DAG Reference
Queryvine DAGs (directed acyclic graphs) let you compose multi-step pipelines with explicit data dependencies, parallel execution groups, and conditional branching logic.
Defining tasks
A DAG is defined in YAML as a list of tasks. Each task has a connector, table or topic, and a depends_on list that controls execution order.
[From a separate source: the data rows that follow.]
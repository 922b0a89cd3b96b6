//! Logging setup for rollcall.
//!
//! The library only emits `tracing` events; installing a subscriber is the
//! binary's job and happens once, through [`init_logging`].

use tracing::Level;
use tracing_subscriber::{fmt, prelude::*, EnvFilter};

/// Verbosity level for logging output.
#[derive(Debug, Clone, Copy, PartialEq, Eq, Default)]
pub enum Verbosity {
    /// Errors only.
    Quiet,
    /// Info and above.
    #[default]
    Normal,
    /// Debug and above, including store traffic.
    Verbose,
    /// Everything.
    Trace,
}

impl Verbosity {
    /// Build a verbosity from the CLI's `-q` flag and `-v` count.
    #[must_use]
    pub fn from_flags(quiet: bool, verbose: u8) -> Self {
        if quiet {
            return Self::Quiet;
        }
        match verbose {
            0 => Self::Normal,
            1 => Self::Verbose,
            _ => Self::Trace,
        }
    }

    /// Convert verbosity to a tracing level.
    #[must_use]
    pub fn to_level_filter(&self) -> Level {
        match self {
            Self::Quiet => Level::ERROR,
            Self::Normal => Level::INFO,
            Self::Verbose => Level::DEBUG,
            Self::Trace => Level::TRACE,
        }
    }
}

/// Initialize the logging system.
///
/// `RUST_LOG` takes precedence over `verbosity` when set. Calling this more
/// than once is harmless; only the first subscriber is installed.
///
/// # Examples
///
/// ```no_run
/// use rollcall::{init_logging, logging::Verbosity};
///
/// init_logging(Verbosity::Verbose);
/// ```
pub fn init_logging(verbosity: Verbosity) {
    let default_filter = format!("rollcall={}", verbosity.to_level_filter());

    let env_filter =
        EnvFilter::try_from_default_env().unwrap_or_else(|_| EnvFilter::new(&default_filter));

    let subscriber = tracing_subscriber::registry().with(env_filter).with(
        fmt::layer()
            .with_writer(std::io::stderr)
            .with_target(true)
            .with_thread_ids(false)
            .with_file(false)
            .with_line_number(false),
    );

    let _ = subscriber.try_init();
}

/// Initialize logging for tests, warnings and errors only.
#[doc(hidden)]
pub fn init_test_logging() {
    let _ = tracing_subscriber::fmt()
        .with_env_filter("warn")
        .with_test_writer()
        .try_init();
}

#[cfg(test)]
mod tests {
    use super::*;

    #[test]
    fn test_verbosity_to_level() {
        assert_eq!(Verbosity::Quiet.to_level_filter(), Level::ERROR);
        assert_eq!(Verbosity::Normal.to_level_filter(), Level::INFO);
        assert_eq!(Verbosity::Verbose.to_level_filter(), Level::DEBUG);
        assert_eq!(Verbosity::Trace.to_level_filter(), Level::TRACE);
    }

    #[test]
    fn test_verbosity_default() {
        assert_eq!(Verbosity::default(), Verbosity::Normal);
    }

    #[test]
    fn test_verbosity_from_flags() {
        assert_eq!(Verbosity::from_flags(true, 3), Verbosity::Quiet);
        assert_eq!(Verbosity::from_flags(false, 0), Verbosity::Normal);
        assert_eq!(Verbosity::from_flags(false, 1), Verbosity::Verbose);
        assert_eq!(Verbosity::from_flags(false, 2), Verbosity::Trace);
        assert_eq!(Verbosity::from_flags(false, 9), Verbosity::Trace);
    }

    #[test]
    fn test_init_logging_does_not_panic() {
        // A subscriber may already be installed by another test.
        init_logging(Verbosity::Quiet);
        init_logging(Verbosity::Trace);
        init_test_logging();
    }
}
dag_id: nightly-revenue-pipeline
schedule: "0 2 * * *"
tasks:
- id: ingest_orders
connector: postgres
table: orders
destination: snowflake.raw.orders
- id: ingest_line_items
connector: postgres
table: line_items
destination: snowflake.raw.line_items
- id: transform_revenue
connector: dbt_cloud
job_id: "dbt_job_8810"
depends_on: [ingest_orders, ingest_line_items]
Dependencies
Tasks in the same DAG that don't list each other in depends_on run in parallel. Queryvine automatically detects independent branches and schedules them concurrently.
In the example above, ingest_orders and ingest_line_items run in parallel. transform_revenue only starts when both upstream tasks complete successfully.
Conditional branches
Use run_if to define conditions based on upstream task outcomes or drift event results:
- id: notify_on_drift
connector: webhook
url: "https://hooks.slack.com/services/T00/B00/xxx"
depends_on: [ingest_orders]
run_if:
condition: drift_detected
severity: [warning, critical]
Backfill strategies
When a pipeline is paused due to a critical drift event and then resumed, Queryvine can replay the missed windows. Set the backfill strategy on the DAG:
backfill:
strategy: incremental # or: full_reload, none
max_lookback_hours: 72
batch_size_rows: 100000
parallelism: 4 # concurrent batches
- incremental — replay only the rows created/updated during the paused window using the source's
updated_atcolumn. - full_reload — truncate the destination table and re-ingest the entire source. Use for small tables or when schema changes make incremental unsafe.
- none — resume from the current state without backfilling the gap.